_TASK TO COMPLETE_: Working through the records below, count the lines that include "parsed". The reply is that number alone.

_INFORMATION_:
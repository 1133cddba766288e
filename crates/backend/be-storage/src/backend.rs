//! Upload targets: a bucket-based object storage REST API, or an image
//! hosting API that takes base64 payloads.

use std::time::Duration;

use async_trait::async_trait;
use axum::body::Bytes;
use base64::Engine;
use base64::engine::general_purpose::STANDARD;
use reqwest::header::{AUTHORIZATION, CONTENT_TYPE};
use secrecy::{ExposeSecret, SecretString};
use serde::Deserialize;
use tracing::debug;
use url::Url;

use crate::config::StorageConfig;
use crate::error::{StorageError, StorageResult};

const REQUEST_TIMEOUT: Duration = Duration::from_secs(10);

#[derive(Debug, Clone)]
pub struct StoredImage {
    pub bucket: &'static str,
    pub path: String,
    pub content_type: String,
    pub bytes: Bytes,
}

#[async_trait]
pub trait ImageBackend: Send + Sync {
    fn name(&self) -> &'static str;

    /// Stores the image and returns its public URL.
    async fn put(&self, image: StoredImage) -> StorageResult<String>;
}

/// `None` when the config disables uploads.
pub fn from_config(config: StorageConfig) -> StorageResult<Option<Box<dyn ImageBackend>>> {
    if matches!(config, StorageConfig::Disabled) {
        return Ok(None);
    }
    let http = reqwest::Client::builder()
        .timeout(REQUEST_TIMEOUT)
        .build()?;

    let backend: Box<dyn ImageBackend> = match config {
        StorageConfig::ObjectStorage { url, service_key } => Box::new(ObjectStorage {
            http,
            base: url,
            service_key,
        }),
        StorageConfig::ImageHost { url, api_key } => Box::new(ImageHost {
            http,
            endpoint: url,
            api_key,
        }),
        StorageConfig::Disabled => return Ok(None),
    };
    Ok(Some(backend))
}

async fn ensure_success(response: reqwest::Response) -> StorageResult<reqwest::Response> {
    let status = response.status();
    if status.is_success() {
        return Ok(response);
    }
    let body = response.text().await.unwrap_or_default();
    Err(StorageError::Upstream {
        status: status.as_u16(),
        body,
    })
}

pub struct ObjectStorage {
    http: reqwest::Client,
    base: Url,
    service_key: SecretString,
}

impl ObjectStorage {
    fn object_url(&self, segments: &[&str]) -> StorageResult<Url> {
        let mut url = self.base.clone();
        url.path_segments_mut()
            .map_err(|_| StorageError::configuration("STORAGE_URL cannot be a base URL"))?
            .pop_if_empty()
            .extend(["storage", "v1", "object"])
            .extend(segments.iter().flat_map(|s| s.split('/')));
        Ok(url)
    }
}

#[async_trait]
impl ImageBackend for ObjectStorage {
    fn name(&self) -> &'static str {
        "object-storage"
    }

    async fn put(&self, image: StoredImage) -> StorageResult<String> {
        let upload_url = self.object_url(&[image.bucket, &image.path])?;
        debug!(bucket = image.bucket, path = %image.path, bytes = image.bytes.len(), "Uploading to object storage");

        let key = self.service_key.expose_secret();
        let response = self
            .http
            .post(upload_url)
            .header(AUTHORIZATION, format!("Bearer {key}"))
            .header("apikey", key)
            .header(CONTENT_TYPE, image.content_type)
            .header("x-upsert", "false")
            .body(image.bytes)
            .send()
            .await?;
        ensure_success(response).await?;

        Ok(self
            .object_url(&["public", image.bucket, &image.path])?
            .to_string())
    }
}

#[derive(Debug, Deserialize)]
struct HostedImage {
    url: String,
}

#[derive(Debug, Deserialize)]
struct HostResponse {
    data: HostedImage,
}

pub struct ImageHost {
    http: reqwest::Client,
    endpoint: Url,
    api_key: SecretString,
}

#[async_trait]
impl ImageBackend for ImageHost {
    fn name(&self) -> &'static str {
        "image-host"
    }

    async fn put(&self, image: StoredImage) -> StorageResult<String> {
        debug!(path = %image.path, bytes = image.bytes.len(), "Uploading to image host");

        let name = image
            .path
            .rsplit('/')
            .next()
            .unwrap_or(image.path.as_str())
            .to_string();
        let encoded = STANDARD.encode(&image.bytes);
        let response = self
            .http
            .post(self.endpoint.clone())
            .query(&[("key", self.api_key.expose_secret())])
            .form(&[("image", encoded.as_str()), ("name", name.as_str())])
            .send()
            .await?;
        let hosted: HostResponse = ensure_success(response).await?.json().await?;
        Ok(hosted.data.url)
    }
}

#[cfg(test)]
mod tests {
    use super::*;

    fn object_storage(base: &str) -> ObjectStorage {
        ObjectStorage {
            http: reqwest::Client::new(),
            base: Url::parse(base).unwrap(),
            service_key: SecretString::from("key"),
        }
    }

    #[test]
    fn object_urls_keep_folder_segments() {
        let storage = object_storage("https://project.example.co/");
        let url = storage
            .object_url(&["public", "MENU-IMAGES", "menu-images/abc_1.png"])
            .unwrap();
        assert_eq!(
            url.as_str(),
            "https://project.example.co/storage/v1/object/public/MENU-IMAGES/menu-images/abc_1.png"
        );
    }

    #[test]
    fn disabled_config_has_no_backend() {
        assert!(from_config(StorageConfig::Disabled).unwrap().is_none());
    }

    #[test]
    fn host_response_reads_url() {
        let parsed: HostResponse = serde_json::from_str(
            r#"{"data":{"id":"x","url":"https://i.example/x.png","display_url":"d"},"success":true,"status":200}"#,
        )
        .unwrap();
        assert_eq!(parsed.data.url, "https://i.example/x.png");
    }
}
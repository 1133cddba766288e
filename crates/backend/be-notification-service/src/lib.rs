//! Durable outbox for the secondary effects of a primary write.
//!
//! Services call [`Outbox::enqueue_or_log`] after their write commits; the
//! [`OutboxWorker`] later delivers in-app notifications, emails and payment
//! ledger rows, retrying with exponential backoff.

mod effects;
mod error;
mod outbox;
mod store;
mod worker;

#[cfg(test)]
mod testing;

pub use effects::{EmailPayload, LedgerPayload, NotificationPayload, SideEffect};
pub use error::OutboxError;
pub use outbox::Outbox;
pub use store::OutboxStore;
pub use worker::{BatchReport, OutboxWorker, WorkerConfig, retry_delay};
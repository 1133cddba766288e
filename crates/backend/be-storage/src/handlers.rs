use std::sync::Arc;

use axum::Json;
use axum::extract::{Multipart, State};
use be_authz::AuthUser;
use chrono::Utc;

use crate::{AppState, ImageUpload, StorageError, UploadedImage};

/// `POST /upload-image`: multipart with a `file` part and an optional
/// `folder` text part. Unknown parts are ignored.
pub async fn upload_image(
    State(state): State<Arc<AppState>>,
    AuthUser(principal): AuthUser,
    mut multipart: Multipart,
) -> Result<Json<UploadedImage>, StorageError> {
    let mut upload = ImageUpload::default();
    let mut has_file = false;

    while let Some(field) = multipart.next_field().await? {
        let name = field.name().map(str::to_string);
        match name.as_deref() {
            Some("file") => {
                upload.file_name = field.file_name().map(str::to_string);
                upload.content_type = field.content_type().map(str::to_string);
                upload.bytes = field.bytes().await?;
                has_file = true;
            }
            Some("folder") => upload.folder = Some(field.text().await?),
            _ => {}
        }
    }
    if !has_file {
        return Err(StorageError::MissingFile);
    }

    let uploaded = state
        .storage
        .upload(principal.user_id, upload, Utc::now())
        .await?;
    Ok(Json(uploaded))
}
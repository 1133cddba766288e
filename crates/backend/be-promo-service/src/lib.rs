use std::sync::Arc;

use anyhow::Result;
use axum::{Extension, Router, extract::DefaultBodyLimit, routing::post};
use be_authz::IdentityGate;
use be_remote_db::DatabaseManager;
use tower::ServiceBuilder;
use tower_http::trace::TraceLayer;
use tracing::debug;

pub mod error;
pub mod generator;
pub mod handlers;
pub mod service;
pub mod store;
pub mod types;
pub mod usage;
pub mod validator;

#[cfg(test)]
mod testing;

use service::AppState;

pub fn create_router(state: Arc<AppState>) -> Router {
    Router::new()
        .route("/promo-codes/validate", post(handlers::validate_code))
        .route("/promo-codes/apply", post(handlers::apply_code))
        .route("/promo-codes/generate", post(handlers::generate_prize))
        .layer(Extension(state.gate.clone()))
        .layer(DefaultBodyLimit::max(64 * 1024))
        .layer(ServiceBuilder::new().layer(TraceLayer::new_for_http()))
        .with_state(state)
}

pub fn init_promo_service(db: Arc<DatabaseManager>, gate: IdentityGate) -> Result<Router> {
    debug!("Initializing promo service");

    Ok(create_router(Arc::new(AppState::new(db, gate))))
}

pub use error::PromoError;
pub use store::PromoStore;
pub use validator::{ValidateRequest, ValidationOutcome, validate};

_EXERCISE ANSWER_: 2